By Alice Kenny
Theresa Flaherty turns on a projector and casts her blueprint onto an 18-square-foot canvas divided into six equal sections temporarily housed in a Terrance Cardinal Cooke Catholic Center conference room. After pairing her inspiration with hours of painstaking computer design work, this Catholic Charities volunteer’s creation is ready to roll.
Her creativity provides the essential link between corporate volunteers yearning to brighten the lives of persons in need and locations where some of those served by Catholic Charities live and thrive.
Catholic Charities Beacon of Hope, for example, provides supportive housing and vocational transition programs for persons challenged by mental illness. While providing much needed services, the sites could benefit from brightening.
Meanwhile, corporate volunteers from the financial services company Deloitte LLP and the media company Viacom offered their help to cheer up these sites.

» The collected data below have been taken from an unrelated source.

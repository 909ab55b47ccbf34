//! Per-reservation grouping of usage records.
//!
//! Aggregation happens in two steps. Records are first folded into [`UsageAccumulator`]s keyed
//! by reservation id, then each accumulator is turned into a [`UtilizationSummary`]. Accumulators
//! built from disjoint slices of the same batch can be combined with
//! [`UsageAggregator::merge_partials`] before summarizing. The result does not depend on the
//! order in which shards are merged.

use crate::analysis::error::AnalysisError;
use crate::domain::usage::{UsageRecord, UtilizationSummary};
use rust_decimal::Decimal;
use serde::{Deserialize, Serialize};
use std::collections::BTreeMap;

/// Running totals for one reservation.
#[derive(Debug, Clone, Copy, Default, PartialEq, Eq, Serialize, Deserialize)]
pub struct UsageAccumulator {
    pub total_cost: Decimal,
    pub peak_cost: Decimal,
    pub record_count: u64,
}

impl UsageAccumulator {
    pub fn add(&mut self, reservation_id: &str, cost: Decimal) -> Result<(), AnalysisError> {
        self.total_cost = self
            .total_cost
            .checked_add(cost)
            .ok_or_else(|| overflow(reservation_id))?;
        self.peak_cost = self.peak_cost.max(cost);
        self.record_count += 1;
        Ok(())
    }

    pub fn merge(self, other: Self, reservation_id: &str) -> Result<Self, AnalysisError> {
        Ok(Self {
            total_cost: self
                .total_cost
                .checked_add(other.total_cost)
                .ok_or_else(|| overflow(reservation_id))?,
            peak_cost: self.peak_cost.max(other.peak_cost),
            record_count: self.record_count + other.record_count,
        })
    }

    pub fn into_summary(self, reservation_id: String) -> Result<UtilizationSummary, AnalysisError> {
        let denominator = self
            .peak_cost
            .checked_mul(Decimal::from(self.record_count))
            .ok_or_else(|| overflow(&reservation_id))?;

        let utilization_ratio = if denominator.is_zero() {
            Decimal::ZERO
        } else {
            self.total_cost
                .checked_div(denominator)
                .ok_or_else(|| overflow(&reservation_id))?
        };

        Ok(UtilizationSummary {
            reservation_id,
            total_cost: self.total_cost,
            peak_cost: self.peak_cost,
            record_count: self.record_count,
            utilization_ratio,
        })
    }
}

fn overflow(reservation_id: &str) -> AnalysisError {
    AnalysisError::CostOverflow {
        reservation_id: reservation_id.to_string(),
    }
}

/// Stateless grouping of usage records by reservation id.
pub struct UsageAggregator;

impl UsageAggregator {
    /// Group records into one summary per distinct reservation id (exact, case-sensitive match).
    pub fn aggregate(
        records: &[UsageRecord],
    ) -> Result<BTreeMap<String, UtilizationSummary>, AnalysisError> {
        Self::summarize(Self::accumulate(records)?)
    }

    pub fn accumulate(
        records: &[UsageRecord],
    ) -> Result<BTreeMap<String, UsageAccumulator>, AnalysisError> {
        let mut partials = BTreeMap::<String, UsageAccumulator>::new();
        for (index, record) in records.iter().enumerate() {
            if record.cost < Decimal::ZERO {
                return Err(AnalysisError::NegativeCost {
                    index,
                    reservation_id: record.reservation_id.clone(),
                    cost: record.cost,
                });
            }

            partials
                .entry(record.reservation_id.clone())
                .or_default()
                .add(&record.reservation_id, record.cost)?;
        }
        Ok(partials)
    }

    pub fn merge_partials(
        mut left: BTreeMap<String, UsageAccumulator>,
        right: BTreeMap<String, UsageAccumulator>,
    ) -> Result<BTreeMap<String, UsageAccumulator>, AnalysisError> {
        for (reservation_id, acc) in right {
            let merged = match left.remove(&reservation_id) {
                Some(existing) => existing.merge(acc, &reservation_id)?,
                None => acc,
            };
            left.insert(reservation_id, merged);
        }
        Ok(left)
    }

    pub fn summarize(
        partials: BTreeMap<String, UsageAccumulator>,
    ) -> Result<BTreeMap<String, UtilizationSummary>, AnalysisError> {
        partials
            .into_iter()
            .map(|(reservation_id, acc)| {
                let summary = acc.into_summary(reservation_id.clone())?;
                Ok((reservation_id, summary))
            })
            .collect()
    }
}

#[cfg(test)]
mod tests {
    use super::*;
    use chrono::NaiveDate;
    use rust_decimal_macros::dec;
    use std::collections::BTreeSet;

    fn record(id: &str, cost: Decimal) -> UsageRecord {
        UsageRecord {
            instance_name: None,
            reservation_id: id.to_string(),
            cost,
            usage_date: NaiveDate::from_ymd_opt(2026, 1, 27).unwrap(),
            resource_type: "Virtual Machines".to_string(),
        }
    }

    fn mixed_batch() -> Vec<UsageRecord> {
        vec![
            record("R1", dec!(10)),
            record("R2", dec!(2)),
            record("r1", dec!(4)),
            record("R1", dec!(5)),
            record("R2", dec!(20)),
            record("R3", dec!(0)),
        ]
    }

    #[test]
    fn scenario_a_two_records() {
        let summaries =
            UsageAggregator::aggregate(&[record("R1", dec!(10)), record("R1", dec!(5))]).unwrap();
        let s = &summaries["R1"];
        assert_eq!(s.total_cost, dec!(15));
        assert_eq!(s.peak_cost, dec!(10));
        assert_eq!(s.record_count, 2);
        assert_eq!(s.utilization_ratio, dec!(0.75));
    }

    #[test]
    fn scenario_b_single_spike() {
        let records = vec![
            record("R2", dec!(2)),
            record("R2", dec!(2)),
            record("R2", dec!(2)),
            record("R2", dec!(20)),
        ];
        let summaries = UsageAggregator::aggregate(&records).unwrap();
        let s = &summaries["R2"];
        assert_eq!(s.total_cost, dec!(26));
        assert_eq!(s.peak_cost, dec!(20));
        assert_eq!(s.record_count, 4);
        assert_eq!(s.utilization_ratio, dec!(0.325));
    }

    #[test]
    fn scenario_c_empty_input() {
        assert!(UsageAggregator::aggregate(&[]).unwrap().is_empty());
    }

    #[test]
    fn scenario_d_all_zero_costs_yield_zero_ratio() {
        let records = vec![record("R3", dec!(0)), record("R3", dec!(0)), record("R3", dec!(0))];
        let summaries = UsageAggregator::aggregate(&records).unwrap();
        assert_eq!(summaries["R3"].utilization_ratio, Decimal::ZERO);
        assert_eq!(summaries["R3"].record_count, 3);
    }

    #[test]
    fn one_summary_per_distinct_case_sensitive_id() {
        let records = mixed_batch();
        let summaries = UsageAggregator::aggregate(&records).unwrap();
        let distinct: BTreeSet<_> = records.iter().map(|r| r.reservation_id.as_str()).collect();
        assert_eq!(summaries.len(), distinct.len());
        assert_eq!(summaries.len(), 4);
        assert_eq!(summaries["r1"].total_cost, dec!(4));
        assert!(summaries.values().all(|s| s.utilization_ratio >= Decimal::ZERO));
    }

    #[test]
    fn aggregation_is_idempotent() {
        let records = mixed_batch();
        let first = UsageAggregator::aggregate(&records).unwrap();
        let second = UsageAggregator::aggregate(&records).unwrap();
        assert_eq!(first, second);
    }

    #[test]
    fn adding_a_record_never_lowers_total_or_peak() {
        let mut records = vec![record("R1", dec!(10)), record("R1", dec!(5))];
        let before = UsageAggregator::aggregate(&records).unwrap()["R1"].clone();

        for cost in [dec!(0), dec!(7), dec!(30)] {
            records.push(record("R1", cost));
            let after = UsageAggregator::aggregate(&records).unwrap()["R1"].clone();
            assert!(after.total_cost >= before.total_cost);
            assert!(after.peak_cost >= before.peak_cost);
        }
    }

    #[test]
    fn rejects_negative_cost_records() {
        let res = UsageAggregator::aggregate(&[record("R1", dec!(1)), record("R1", dec!(-1))]);
        assert!(matches!(
            res,
            Err(AnalysisError::NegativeCost { index: 1, .. })
        ));
    }

    #[test]
    fn shard_merge_matches_single_pass_in_any_order() {
        let records = mixed_batch();
        let expected = UsageAggregator::aggregate(&records).unwrap();

        let (head, tail) = records.split_at(2);
        let a = UsageAggregator::accumulate(head).unwrap();
        let b = UsageAggregator::accumulate(tail).unwrap();

        let ab = UsageAggregator::merge_partials(a.clone(), b.clone()).unwrap();
        let ba = UsageAggregator::merge_partials(b, a).unwrap();
        assert_eq!(UsageAggregator::summarize(ab).unwrap(), expected);
        assert_eq!(UsageAggregator::summarize(ba).unwrap(), expected);
    }

    #[test]
    fn inconsistent_partials_produce_an_unclamped_ratio() {
        // Totals exceed peak * count, which cannot happen with a single consistent pass.
        let acc = UsageAccumulator {
            total_cost: dec!(30),
            peak_cost: dec!(10),
            record_count: 2,
        };
        let summary = acc.into_summary("R9".to_string()).unwrap();
        assert_eq!(summary.utilization_ratio, dec!(1.5));
        let anomaly = summary.anomaly().unwrap();
        assert_eq!(anomaly.reservation_id, "R9");
    }

    #[test]
    fn full_utilization_is_not_anomalous() {
        let summaries =
            UsageAggregator::aggregate(&[record("R1", dec!(3)), record("R1", dec!(3))]).unwrap();
        assert_eq!(summaries["R1"].utilization_ratio, Decimal::ONE);
        assert!(summaries["R1"].anomaly().is_none());
    }

    #[test]
    fn overflow_is_reported_not_panicked() {
        let res = UsageAggregator::aggregate(&[record("R1", Decimal::MAX), record("R1", Decimal::MAX)]);
        assert_eq!(
            res.unwrap_err(),
            AnalysisError::CostOverflow {
                reservation_id: "R1".to_string()
            }
        );
    }
}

But their know-how was in business, not in art.
So Catholic Charities Director of Volunteer Services Staci-Jo Bruce advertised for a volunteer mural artist to design paint-by-number-type canvases that corporate volunteer groups could complete. Voila…Theresa saw the ad posted and signed right up.
“A lot of art out now is about self expression,” Theresa says, as she traces her projected design on to the canvases. “I want to go someplace else, to give something to the viewer to uplift them.”
Once she finishes her outlines, corporate volunteers can dawn aprons, pick up paint brushes and try their hands in a new line of work.
They have already completed six designs — 36 canvases all told — that now brighten Beacon of Hope locations.
“The unusual coupling of artists with corporate volunteers and persons in need creates a dynamic where everyone wins,” says Damian Buzzerio, who assists with the Catholic Charities volunteer program.
For corporate volunteers, it offers a morale booster where artistic clerks and less artistic bosses swap leadership roles as they take advantage of the opportunity to help those in need.
For Theresa, who earns her living as a book and poster illustrator, volunteering provides a stress reliever that offers an opportunity to create according to her own inspiration.
And for Beacon of Hope residents, the donated art serves as an uplifting reminder that people, many of whom they never meet, care enough to brighten their homes and lives.
“I think art should be where you need it,” Theresa says, “for regular people and not just in galleries.”